Trust Yourself

6/05/2014

Trust Yourself — A Modern Mrs.
We mothers tend to be quite hard on ourselves, don't we? We are our harshest critic, and it's easy to get caught up in what we did or didn't do, said or didn't say, but is it really an issue? Do our kids think we're a bad mom? Most likely not. I will be the first to admit I've made mistakes. I've lost my temper, shouted... all of the "typical" things we come down on ourselves about when we lay our heads down at night. Are we making the right decisions? How can we be better? We want to be better.

Where am I going with this? I am one of those moms that when bedtime rolls around is laying in bed judging myself over my shortcomings of the day. I'm not perfect, don't claim to be, and know I will never be. But, I can continue to try my best. Am I a terrible mother? Absolutely not! How do I know this? Because my child tells me how awesome she thinks I am, continues to show me love and affection and desire my presence, and is simply a well-adjusted child, so I must be doing something right... right?

Last night while browsing Twitter for new people to follow, I came across the following tweet:
RT @FocusParenting: Trust yourself as a parent. You know more than you think you do. — Kristen {AModernMrs} (@AModernMrs) June 4, 2014
and it really made me stop and realize.... it's really that simple.

Sure, I can regret a harsh word or action from the day, and continue to strive to be better about that in the future, but the constant wondering if I'm doing the right thing? That's going to stop. I have always trusted my instincts when it comes to my child, and I know it's only natural to doubt oneself because we wholeheartedly want what's best for our kids. However, that tweet had me thinking the rest of the night, and was the first thing I thought of this morning {after thinking I really miss sleeping comfortably... or at all}, and it inspired me to feel even that much better/stronger about my decisions. I am doing what's best for my child, and I'm doing a darn good job!

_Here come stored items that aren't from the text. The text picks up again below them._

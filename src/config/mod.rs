//! Configuration management for hiel
//!
//! Values come from built-in defaults, an optional TOML file, and `HIEL_*`
//! environment variables, in that order of precedence (environment wins).

use anyhow::{Context, Result};
use serde::{Deserialize, Serialize};
use std::net::SocketAddr;
use std::path::{Path, PathBuf};

use crate::store::DEFAULT_LIST_LIMIT;

/// Main configuration structure
#[derive(Debug, Clone, PartialEq, Serialize, Deserialize, Default)]
#[serde(default)]
pub struct Config {
    pub database: DatabaseConfig,
    pub server: ServerConfig,
    pub logging: LoggingConfig,
    pub session: SessionConfig,
    pub team: TeamConfig,
}

/// Document store backend
#[derive(Debug, Clone, Copy, PartialEq, Eq, Serialize, Deserialize, Default)]
#[serde(rename_all = "lowercase")]
pub enum DatabaseBackend {
    #[default]
    Sqlite,
    Memory,
}

/// Database configuration
#[derive(Debug, Clone, PartialEq, Serialize, Deserialize)]
#[serde(default)]
pub struct DatabaseConfig {
    pub backend: DatabaseBackend,

    /// SQLite database path
    pub path: PathBuf,
}

impl Default for DatabaseConfig {
    fn default() -> Self {
        Self {
            backend: DatabaseBackend::Sqlite,
            path: PathBuf::from("data/hiel.db"),
        }
    }
}

/// HTTP server configuration
#[derive(Debug, Clone, PartialEq, Serialize, Deserialize)]
#[serde(default)]
pub struct ServerConfig {
    pub bind_address: SocketAddr,
    pub enable_cors: bool,
    pub enable_request_logging: bool,
}

impl Default for ServerConfig {
    fn default() -> Self {
        Self {
            bind_address: SocketAddr::from(([127, 0, 0, 1], 8080)),
            enable_cors: true,
            enable_request_logging: true,
        }
    }
}

/// Logging configuration
#[derive(Debug, Clone, PartialEq, Serialize, Deserialize)]
#[serde(default)]
pub struct LoggingConfig {
    /// Log level (trace, debug, info, warn, error)
    pub level: String,

    /// Log format (text, json)
    pub format: String,
}

impl Default for LoggingConfig {
    fn default() -> Self {
        Self {
            level: String::from("info"),
            format: String::from("text"),
        }
    }
}

/// Where the signed-in profile is cached between runs
#[derive(Debug, Clone, PartialEq, Serialize, Deserialize)]
#[serde(default)]
pub struct SessionConfig {
    pub path: PathBuf,
}

impl Default for SessionConfig {
    fn default() -> Self {
        Self {
            path: PathBuf::from("data/session.json"),
        }
    }
}

#[derive(Debug, Clone, PartialEq, Serialize, Deserialize)]
#[serde(default)]
pub struct TeamConfig {
    /// Cap on directory and board listings
    pub list_limit: usize,
}

impl Default for TeamConfig {
    fn default() -> Self {
        Self {
            list_limit: DEFAULT_LIST_LIMIT,
        }
    }
}

const LOG_LEVELS: [&str; 5] = ["trace", "debug", "info", "warn", "error"];
const LOG_FORMATS: [&str; 2] = ["text", "json"];

impl Config {
    /// Defaults overridden by environment variables
    pub fn from_env() -> Result<Self> {
        let mut config = Self::default();
        config.apply_env()?;
        Ok(config)
    }

    /// Load configuration from a file
    pub fn from_file(path: &Path) -> Result<Self> {
        let content = std::fs::read_to_string(path)
            .with_context(|| format!("Failed to read config file: {}", path.display()))?;

        let config: Self = toml::from_str(&content)
            .with_context(|| format!("Failed to parse TOML config file: {}", path.display()))?;

        Ok(config)
    }

    /// File (if given) then environment, validated
    pub fn load(path: Option<&Path>) -> Result<Self> {
        let mut config = match path {
            Some(path) => Self::from_file(path)?,
            None => Self::default(),
        };
        config.apply_env()?;
        config.validate()?;
        Ok(config)
    }

    /// Override fields from `HIEL_*` variables that are set
    pub fn apply_env(&mut self) -> Result<()> {
        if let Ok(path) = std::env::var("HIEL_DATABASE_PATH") {
            self.database.path = PathBuf::from(path);
        }

        if let Ok(backend) = std::env::var("HIEL_DATABASE_BACKEND") {
            self.database.backend = match backend.to_lowercase().as_str() {
                "sqlite" => DatabaseBackend::Sqlite,
                "memory" => DatabaseBackend::Memory,
                other => anyhow::bail!("HIEL_DATABASE_BACKEND must be sqlite or memory, got '{other}'"),
            };
        }

        if let Ok(addr) = std::env::var("HIEL_BIND_ADDRESS") {
            self.server.bind_address = addr
                .parse()
                .with_context(|| format!("Invalid HIEL_BIND_ADDRESS: {addr}"))?;
        }

        if let Ok(level) = std::env::var("HIEL_LOG_LEVEL") {
            self.logging.level = level;
        }

        if let Ok(format) = std::env::var("HIEL_LOG_FORMAT") {
            self.logging.format = format;
        }

        if let Ok(path) = std::env::var("HIEL_SESSION_PATH") {
            self.session.path = PathBuf::from(path);
        }

        if let Ok(limit) = std::env::var("HIEL_MEMBER_LIST_LIMIT") {
            self.team.list_limit = limit
                .parse()
                .with_context(|| format!("Invalid HIEL_MEMBER_LIST_LIMIT: {limit}"))?;
        }

        Ok(())
    }

    /// Apply a command-line log format and revalidate
    pub fn override_log_format(&mut self, format: impl Into<String>) -> Result<()> {
        self.logging.format = format.into();
        self.validate()
    }

    /// Validate configuration values
    pub fn validate(&self) -> Result<()> {
        if self.database.backend == DatabaseBackend::Sqlite
            && self.database.path.as_os_str().is_empty()
        {
            anyhow::bail!("database.path must be set for the sqlite backend");
        }

        if !LOG_LEVELS.contains(&self.logging.level.as_str()) {
            anyhow::bail!(
                "logging.level must be one of {}, got '{}'",
                LOG_LEVELS.join(", "),
                self.logging.level
            );
        }

        if !LOG_FORMATS.contains(&self.logging.format.as_str()) {
            anyhow::bail!("logging.format must be text or json, got '{}'", self.logging.format);
        }

        if self.team.list_limit == 0 {
            anyhow::bail!("team.list_limit must be greater than 0");
        }

        Ok(())
    }
}

#[cfg(test)]
mod tests {
    use super::*;

    #[test]
    fn test_default_config_is_valid() {
        let config = Config::default();
        assert!(config.validate().is_ok());
        assert_eq!(config.team.list_limit, 100);
        assert_eq!(config.server.bind_address.port(), 8080);
    }

    #[test]
    fn test_invalid_list_limit() {
        let mut config = Config::default();
        config.team.list_limit = 0;
        assert!(config.validate().is_err());
    }

    #[test]
    fn test_invalid_log_format() {
        let mut config = Config::default();
        config.logging.format = "yaml".to_string();
        assert!(config.validate().is_err());
    }

    #[test]
    fn test_log_format_override_revalidated() {
        let mut config = Config::default();
        assert!(config.override_log_format("yaml").is_err());
        assert!(config.override_log_format("json").is_ok());
        assert_eq!(config.logging.format, "json");
    }

    #[test]
    fn test_memory_backend_needs_no_path() {
        let mut config = Config::default();
        config.database.backend = DatabaseBackend::Memory;
        config.database.path = PathBuf::new();
        assert!(config.validate().is_ok());
    }

    #[test]
    fn test_partial_toml_uses_defaults() {
        let config: Config = toml::from_str(
            r#"
                [database]
                backend = "memory"
            "#,
        )
        .unwrap();
        assert_eq!(config.database.backend, DatabaseBackend::Memory);
        assert_eq!(config.logging, LoggingConfig::default());
    }
}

Whenever I get feeling too bad about myself, I remember something J said to me when L was two years old. Something had happened between she and I, and I was upset because I hadn't been the kindest in my response. I mean, I was really upset because I felt like a horrible mother. So there we are, laying in bed, and I asked him if he thought I was a bad mother. {I genuinely thought he thought I was terrible because I wasn't soft spoken or gentle in that situation.} I'll never forget his reply. He said, and this is the closest recount of his exact words seven years later, "The fact that you're concerned enough to wonder if you're a bad mother means you're a good mother." He followed with something like, "Bad mothers don't care, and wouldn't be thinking about their actions later." I remember it making me feel so much better then, and it continues to comfort me in times of doubt and guilt.

The fact of the matter is, there's no manual for parenting. Not really. Sure, there are some doctors or "gurus" who think they know it all, but they don't. Seasoned parents, like our own parents, are the closest thing we have to "experts," and even they'll tell you they didn't always know what they were doing. {Well, if they're honest with you they will.} The only thing our kids can ask for is that we do our best. When they're grown, they'll have come to realize we aren't perfect, but they'll also realize that's okay, and they'll appreciate that we did our best.

As the quote above says, "There [is] no way to be a perfect mother and a million ways to be a great one." So keep on keepin' on, folks. Don't sweat the small stuff, keep trying your best, and rest in knowing your kids love you just the way you are. Everyone makes mistakes. The kids will act up, we'll get upset, but if you love your kids and keep trying to do the best you possibly can by them, it will all be okay. I promise.